THE DITZ AND GLAMOUR OF STARDUST

 
Several pieces from the exhibit "Ditzy Stardust" by Faith Gay. The works in plastic and ink are currently showing at the Cactus Bra gallery in the Blue Star Arts Complex. (Photo by Mark Greenberg)

Faith Gay wouldn't know how to paint between the lines

Anyone who has had a good dose of psychedelic mushrooms will feel a jolt of familiarity at first sight of Faith Gay's plastic pieces, on view at Cactus Bra gallery through October 31. Like a psychedelic trip, Gay's work is visually entertaining and leaves traces of insight in its wake. The ripples and explosions of candy pinks, browns, purples, and yellows are created by melting and assembling plastic beads into constellations that resemble organic and digital life forms. A bacterial culture blooms on one wall, beautiful and slightly alarming. On an adjacent surface, geometric shapes seem to disintegrate as they enter the atmosphere, trailing ever-smaller particles in a pattern that appears ordained by the laws of physics.

The hues are intrusive and borderline nauseating, reflecting the aesthetic purveyed by chain craft stores. It is part of Gay's ingeniousness to take the illusion of uniqueness and individuality promised by mass-produced, pre-coded, do-it-yourself materials, and paint outside the lines or, rather, obliterate them. The shapes look as if they have grown of their own accord, without human design. This illusion, combined with the suggestion of cellular colonies, brings to mind the way in which nature often upends our best-laid plans and ambitions, whether it's an unseen fault line deep below the surface, or an unforeseen genetic mutation in response to our biological tampering. Unchecked kitsch may be just as debilitating to our psyche as unguided scientific progress is to our ecosystem.

Gay's work has been described as redemptive, in large part because it transforms pre-defined objects, changing the rules of play for the materials and the craft. It may not redeem our subconscious assumptions and limitations as much as it thwarts them, foiling the societal drive to conform. That pressure to conform has useful biological underpinnings, and so must the anomaly. Since the Romantics, it has been art's expected role in Western culture to give visual voice to the exception that either proves the rule or brings down the old constructs in favor of new ones. Gay's work is multi-layered and interesting because, in a Romantic vein, it echoes the perceived language of nature to critique culture with its own fabrications.

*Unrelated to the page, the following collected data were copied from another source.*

impl PagingEngine {
    /// Build an engine whose pool is exactly `frames`, in the order given
    pub fn new(config: PagingConfig, frames: &[u32]) -> Result<Self, ConfigurationError> {
        config.validate()?;

        if frames.len() != config.frame_budget {
            return Err(ConfigurationError::FrameCountMismatch {
                budget: config.frame_budget,
                supplied: frames.len(),
            });
        }

        let blocks = config.num_blocks();
        let mut seen = HashSet::with_capacity(frames.len());
        for &frame in frames {
            if frame as usize >= blocks {
                return Err(ConfigurationError::FrameOutOfRange { frame, blocks });
            }
            if !seen.insert(frame) {
                return Err(ConfigurationError::DuplicateFrame(frame));
            }
        }

        debug!(
            "paging engine: {} pages of {} bytes, frame pool {:?}",
            config.num_pages(),
            config.page_size,
            frames
        );

        let page_table = PageTable::new(config.num_pages());
        debug_assert!(!page_table.is_empty());

        Ok(PagingEngine {
            config,
            page_table,
            frame_pool: frames.to_vec().into_boxed_slice(),
            fifo_queue: FifoQueue::with_capacity(config.frame_budget),
            used_frame_slots: FifoQueue::with_capacity(config.frame_budget),
            stats: AccessStats::default(),
        })
    }

    /// Default geometry with a budget of one frame per supplied identifier
    pub fn with_defaults(frames: &[u32]) -> Result<Self, ConfigurationError> {
        Self::new(PagingConfig::default().with_frame_budget(frames.len()), frames)
    }

    /// Access `offset` within `page_number`, faulting the page in if needed.
    ///
    /// Bounds are checked before anything is touched, so an `Err` leaves the
    /// engine exactly as it was.
    pub fn translate_access(
        &mut self,
        page_number: usize,
        offset: usize,
        is_write: bool,
    ) -> Result<AccessResult, OutOfRangeError> {
        self.check_bounds(page_number, offset)?;

        let page_fault = !self.page_table.get(page_number).is_some_and(|e| e.present);
        let mut evicted = None;
        let mut write_back = None;

        self.stats.accesses += 1;

        if page_fault {
            self.stats.faults += 1;

            let frame = if self.used_frame_slots.len() < self.config.frame_budget {
                let slot = self.used_frame_slots.len();
                self.used_frame_slots.push_back(slot);
                self.frame_pool[slot]
            } else {
                let (victim, slot, dirty) = self.evict_oldest();
                evicted = Some(victim);
                write_back = dirty;

                // same slot, new owner
                self.used_frame_slots.push_back(slot);
                self.frame_pool[slot]
            };

            debug_assert!(!self.fifo_queue.contains(&page_number));
            self.entry_mut(page_number).load(frame, is_write);
            self.fifo_queue.push_back(page_number);

            if self.used_frame_slots.len() > self.config.frame_budget {
                warn!(
                    "used frame slots ({}) exceeded budget {}, trimming",
                    self.used_frame_slots.len(),
                    self.config.frame_budget
                );
                self.used_frame_slots.truncate_front(self.config.frame_budget);
            }
            debug_assert!(self.page_table.present_count() <= self.config.frame_budget);

            debug!(
                "page fault: page {} -> frame {}{}",
                page_number,
                frame,
                evicted.map(|p| format!(", evicted page {}", p)).unwrap_or_default()
            );
        } else {
            if is_write {
                self.entry_mut(page_number).modified = true;
            }
            trace!("hit: page {}", page_number);
        }

        let entry = self.entry_mut(page_number).clone();
        let frame = entry
            .frame_number
            .expect("resident page always has a frame");
        let physical_address = ((frame as usize) << self.config.offset_bits()) + offset;

        Ok(AccessResult {
            physical_address,
            page_fault,
            entry,
            evicted,
            write_back,
        })
    }

    /// Translate a flat logical address of the job
    pub fn translate_address(
        &mut self,
        logical_address: usize,
        is_write: bool,
    ) -> Result<AccessResult, OutOfRangeError> {
        let va = VirtualAddress::from_raw(logical_address, self.config.offset_bits());
        self.translate_access(va.page, va.offset, is_write)
    }

    fn check_bounds(&self, page_number: usize, offset: usize) -> Result<(), OutOfRangeError> {
        let num_pages = self.page_table.len();
        if page_number >= num_pages {
            return Err(OutOfRangeError::PageOutOfRange {
                page: page_number,
                num_pages,
            });
        }
        if offset >= self.config.page_size {
            return Err(OutOfRangeError::OffsetOutOfRange {
                offset,
                page_size: self.config.page_size,
            });
        }
        Ok(())
    }

    /// Pop the longest-resident page and the pool slot it holds, marking the page
    /// not present. Only called with a full pool, so both queues are non-empty.
    fn evict_oldest(&mut self) -> (usize, usize, Option<WriteBack>) {
        let (Some(victim), Some(slot)) =
            (self.fifo_queue.pop_front(), self.used_frame_slots.pop_front())
        else {
            unreachable!("frame pool is full but nothing is resident");
        };
        self.stats.evictions += 1;

        let entry = self.entry_mut(victim);
        let dirty = entry.modified;
        let disk_location = entry.disk_location().to_string();
        let frame = entry.evict();
        debug_assert_eq!(frame, Some(self.frame_pool[slot]));

        let write_back = match frame {
            Some(frame_number) if dirty => {
                let wb = WriteBack {
                    page_number: victim,
                    frame_number,
                    disk_location,
                };
                debug!(
                    "write-back: page {} from frame {} to disk {}",
                    wb.page_number, wb.frame_number, wb.disk_location
                );
                self.stats.write_backs += 1;
                Some(wb)
            }
            _ => None,
        };

        (victim, slot, write_back)
    }

    fn entry_mut(&mut self, page_number: usize) -> &mut PageTableEntry {
        self.page_table
            .get_mut(page_number)
            .expect("page number checked against table length")
    }

    /// Snapshot of the whole page table, in page order
    pub fn page_table(&self) -> Vec<PageTableEntry> {
        self.page_table.snapshot()
    }

    pub fn entry(&self, page_number: usize) -> Option<&PageTableEntry> {
        self.page_table.get(page_number)
    }

    /// Resident pages, oldest first
    pub fn resident_pages(&self) -> Vec<usize> {
        self.fifo_queue.iter().copied().collect()
    }

    /// Frames in use, in the same order as [`PagingEngine::resident_pages`]
    pub fn resident_frames(&self) -> Vec<u32> {
        self.used_frame_slots
            .iter()
            .map(|&slot| self.frame_pool[slot])
            .collect()
    }

    /// Pool frames never handed out yet
    pub fn free_frames(&self) -> &[u32] {
        &self.frame_pool[self.used_frame_slots.len()..]
    }

    pub fn stats(&self) -> AccessStats {
        self.stats
    }

    pub fn config(&self) -> &PagingConfig {
        &self.config
    }
}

The drawings in the show, made of ink on translucent herculene, are simultaneously engaging and off-putting. The colors are pastel versions of the plastic beads used in her wall installations, and the resulting saccharine palette is that of a 1950s homemaker's guide. As a whole, the checkerboard of miniature food items, plants, and miscellaneous domestic objects is suffocating in its resolute cheerfulness and calm. But look closer and eggs are little chickens, with the solemn purposefulness of cosmonauts. Drumsticks fan out in a pretty pink pinwheel, and a panoply of stuffed animals stares blankly forward. Maybe they're just darling. Maybe they also point out our drive to idolize and anthropomorphize the things we destroy. Why do we, as a poet observed many years ago at the Guadalupe Theater, call jeeps Cherokee and helicopters Apache?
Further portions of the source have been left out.